[[ RECORDS SUPPLIED open ]]
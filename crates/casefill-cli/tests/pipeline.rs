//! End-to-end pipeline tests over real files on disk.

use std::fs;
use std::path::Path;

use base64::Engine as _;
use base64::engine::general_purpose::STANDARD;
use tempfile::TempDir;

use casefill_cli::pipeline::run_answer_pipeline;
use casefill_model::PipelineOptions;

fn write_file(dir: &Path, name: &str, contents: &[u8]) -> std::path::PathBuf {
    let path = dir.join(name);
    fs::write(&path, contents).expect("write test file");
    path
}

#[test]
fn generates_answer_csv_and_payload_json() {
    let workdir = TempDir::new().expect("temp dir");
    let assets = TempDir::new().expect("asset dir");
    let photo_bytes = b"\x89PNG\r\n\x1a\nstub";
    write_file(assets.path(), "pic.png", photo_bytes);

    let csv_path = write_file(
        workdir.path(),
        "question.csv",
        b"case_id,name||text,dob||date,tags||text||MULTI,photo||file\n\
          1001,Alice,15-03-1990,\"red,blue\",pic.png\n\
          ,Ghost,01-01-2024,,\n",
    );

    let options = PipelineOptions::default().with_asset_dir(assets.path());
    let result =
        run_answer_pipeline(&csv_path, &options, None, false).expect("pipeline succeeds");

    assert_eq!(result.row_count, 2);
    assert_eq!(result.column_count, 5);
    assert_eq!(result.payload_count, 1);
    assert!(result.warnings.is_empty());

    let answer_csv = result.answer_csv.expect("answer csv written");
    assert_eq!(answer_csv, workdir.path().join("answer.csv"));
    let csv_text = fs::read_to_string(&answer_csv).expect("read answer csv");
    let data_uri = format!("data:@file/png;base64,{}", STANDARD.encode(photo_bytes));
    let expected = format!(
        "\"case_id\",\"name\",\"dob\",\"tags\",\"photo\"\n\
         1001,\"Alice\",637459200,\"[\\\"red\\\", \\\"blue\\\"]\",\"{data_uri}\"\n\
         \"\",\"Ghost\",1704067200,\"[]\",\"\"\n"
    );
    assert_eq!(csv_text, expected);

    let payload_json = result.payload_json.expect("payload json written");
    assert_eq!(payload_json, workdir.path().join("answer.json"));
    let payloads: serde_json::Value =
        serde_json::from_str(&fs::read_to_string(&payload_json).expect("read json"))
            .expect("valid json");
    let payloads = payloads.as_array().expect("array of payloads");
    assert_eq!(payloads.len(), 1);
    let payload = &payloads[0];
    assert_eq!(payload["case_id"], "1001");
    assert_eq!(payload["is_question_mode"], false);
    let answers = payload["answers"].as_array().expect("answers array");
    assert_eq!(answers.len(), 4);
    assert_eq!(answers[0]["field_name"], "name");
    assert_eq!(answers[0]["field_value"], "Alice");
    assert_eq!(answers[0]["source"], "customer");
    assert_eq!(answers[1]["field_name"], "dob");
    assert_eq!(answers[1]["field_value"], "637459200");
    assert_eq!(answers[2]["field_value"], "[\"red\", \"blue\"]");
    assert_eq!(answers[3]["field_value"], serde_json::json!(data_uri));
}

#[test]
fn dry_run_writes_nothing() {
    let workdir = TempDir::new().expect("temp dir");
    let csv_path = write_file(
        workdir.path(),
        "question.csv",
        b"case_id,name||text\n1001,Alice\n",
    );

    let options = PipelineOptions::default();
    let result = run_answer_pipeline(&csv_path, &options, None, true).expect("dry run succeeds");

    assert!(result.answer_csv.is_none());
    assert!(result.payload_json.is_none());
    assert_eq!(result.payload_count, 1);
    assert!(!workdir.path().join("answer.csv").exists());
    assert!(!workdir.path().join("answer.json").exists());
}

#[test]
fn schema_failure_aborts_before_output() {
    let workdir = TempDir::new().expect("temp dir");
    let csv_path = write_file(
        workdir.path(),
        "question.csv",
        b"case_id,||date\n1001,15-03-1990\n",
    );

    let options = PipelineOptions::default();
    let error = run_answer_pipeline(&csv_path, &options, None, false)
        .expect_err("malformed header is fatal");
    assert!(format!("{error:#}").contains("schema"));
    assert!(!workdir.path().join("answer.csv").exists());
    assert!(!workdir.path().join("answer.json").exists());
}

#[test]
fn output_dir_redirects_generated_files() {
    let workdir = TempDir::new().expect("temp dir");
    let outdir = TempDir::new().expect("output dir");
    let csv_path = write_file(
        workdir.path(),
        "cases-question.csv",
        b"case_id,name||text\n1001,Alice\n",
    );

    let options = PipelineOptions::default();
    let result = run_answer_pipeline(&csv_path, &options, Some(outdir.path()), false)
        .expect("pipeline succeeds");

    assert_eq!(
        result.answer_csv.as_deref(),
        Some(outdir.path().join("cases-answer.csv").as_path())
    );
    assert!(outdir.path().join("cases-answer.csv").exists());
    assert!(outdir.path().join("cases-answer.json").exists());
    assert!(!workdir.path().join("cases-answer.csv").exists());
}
[[ RECORDS SUPPLIED closed ]]
# THE PROBLEM
Would you copy out all of the entries exactly?

# YOUR RESPONSE
filename crates/casefill-cli/tests/pipeline.rs
//! End-to-end pipeline tests over real files on disk.

use std::fs;
use std::path::Path;

use base64::Engine as _;
use base64::engine::general_purpose::STANDARD;
use tempfile::TempDir;

use casefill_cli::pipeline::run_answer_pipeline;
use casefill_model::PipelineOptions;

fn write_file(dir: &Path, name: &str, contents: &[u8]) -> std::path::PathBuf {
    let path = dir.join(name);
    fs::write(&path, contents).expect("write test file");
    path
}

#[test]
fn generates_answer_csv_and_payload_json() {
    let workdir = TempDir::new().expect("temp dir");
    let assets = TempDir::new().expect("asset dir");
    let photo_bytes = b"\x89PNG\r\n\x1a\nstub";
    write_file(assets.path(), "pic.png", photo_bytes);

    let csv_path = write_file(
        workdir.path(),
        "question.csv",
        b"case_id,name||text,dob||date,tags||text||MULTI,photo||file\n\
          1001,Alice,15-03-1990,\"red,blue\",pic.png\n\
          ,Ghost,01-01-2024,,\n",
    );

    let options = PipelineOptions::default().with_asset_dir(assets.path());
    let result =
        run_answer_pipeline(&csv_path, &options, None, false).expect("pipeline succeeds");

    assert_eq!(result.row_count, 2);
    assert_eq!(result.column_count, 5);
    assert_eq!(result.payload_count, 1);
    assert!(result.warnings.is_empty());

    let answer_csv = result.answer_csv.expect("answer csv written");
    assert_eq!(answer_csv, workdir.path().join("answer.csv"));
    let csv_text = fs::read_to_string(&answer_csv).expect("read answer csv");
    let data_uri = format!("data:@file/png;base64,{}", STANDARD.encode(photo_bytes));
    let expected = format!(
        "\"case_id\",\"name\",\"dob\",\"tags\",\"photo\"\n\
         1001,\"Alice\",637459200,\"[\\\"red\\\", \\\"blue\\\"]\",\"{data_uri}\"\n\
         \"\",\"Ghost\",1704067200,\"[]\",\"\"\n"
    );
    assert_eq!(csv_text, expected);

    let payload_json = result.payload_json.expect("payload json written");
    assert_eq!(payload_json, workdir.path().join("answer.json"));
    let payloads: serde_json::Value =
        serde_json::from_str(&fs::read_to_string(&payload_json).expect("read json"))
            .expect("valid json");
    let payloads = payloads.as_array().expect("array of payloads");
    assert_eq!(payloads.len(), 1);
    let payload = &payloads[0];
    assert_eq!(payload["case_id"], "1001");
    assert_eq!(payload["is_question_mode"], false);
    let answers = payload["answers"].as_array().expect("answers array");
    assert_eq!(answers.len(), 4);
    assert_eq!(answers[0]["field_name"], "name");
    assert_eq!(answers[0]["field_value"], "Alice");
    assert_eq!(answers[0]["source"], "customer");
    assert_eq!(answers[1]["field_name"], "dob");
    assert_eq!(answers[1]["field_value"], "637459200");
    assert_eq!(answers[2]["field_value"], "[\"red\", \"blue\"]");
    assert_eq!(answers[3]["field_value"], serde_json::json!(data_uri));
}

#[test]
fn dry_run_writes_nothing() {
    let workdir = TempDir::new().expect("temp dir");
    let csv_path = write_file(
        workdir.path(),
        "question.csv",
        b"case_id,name||text\n1001,Alice\n",
    );

    let options = PipelineOptions::default();
    let result = run_answer_pipeline(&csv_path, &options, None, true).expect("dry run succeeds");

    assert!(result.answer_csv.is_none());
    assert!(result.payload_json.is_none());
    assert_eq!(result.payload_count, 1);
    assert!(!workdir.path().join("answer.csv").exists());
    assert!(!workdir.path().join("answer.json").exists());
}

#[test]
fn schema_failure_aborts_before_output() {
    let workdir = TempDir::new().expect("temp dir");
    let csv_path = write_file(
        workdir.path(),
        "question.csv",
        b"case_id,||date\n1001,15-03-1990\n",
    );

    let options = PipelineOptions::default();
    let error = run_answer_pipeline(&csv_path, &options, None, false)
        .expect_err("malformed header is fatal");
    assert!(format!("{error:#}").contains("schema"));
    assert!(!workdir.path().join("answer.csv").exists());
    assert!(!workdir.path().join("answer.json").exists());
}

#[test]
fn output_dir_redirects_generated_files() {
    let workdir = TempDir::new().expect("temp dir");
    let outdir = TempDir::new().expect("output dir");
    let csv_path = write_file(
        workdir.path(),
        "cases-question.csv",
        b"case_id,name||text\n1001,Alice\n",
    );

    let options = PipelineOptions::default();
    let result = run_answer_pipeline(&csv_path, &options, Some(outdir.path()), false)
        .expect("pipeline succeeds");

    assert_eq!(
        result.answer_csv.as_deref(),
        Some(outdir.path().join("cases-answer.csv").as_path())
    );
    assert!(outdir.path().join("cases-answer.csv").exists());
    assert!(outdir.path().join("cases-answer.json").exists());
    assert!(!workdir.path().join("cases-answer.csv").exists());
}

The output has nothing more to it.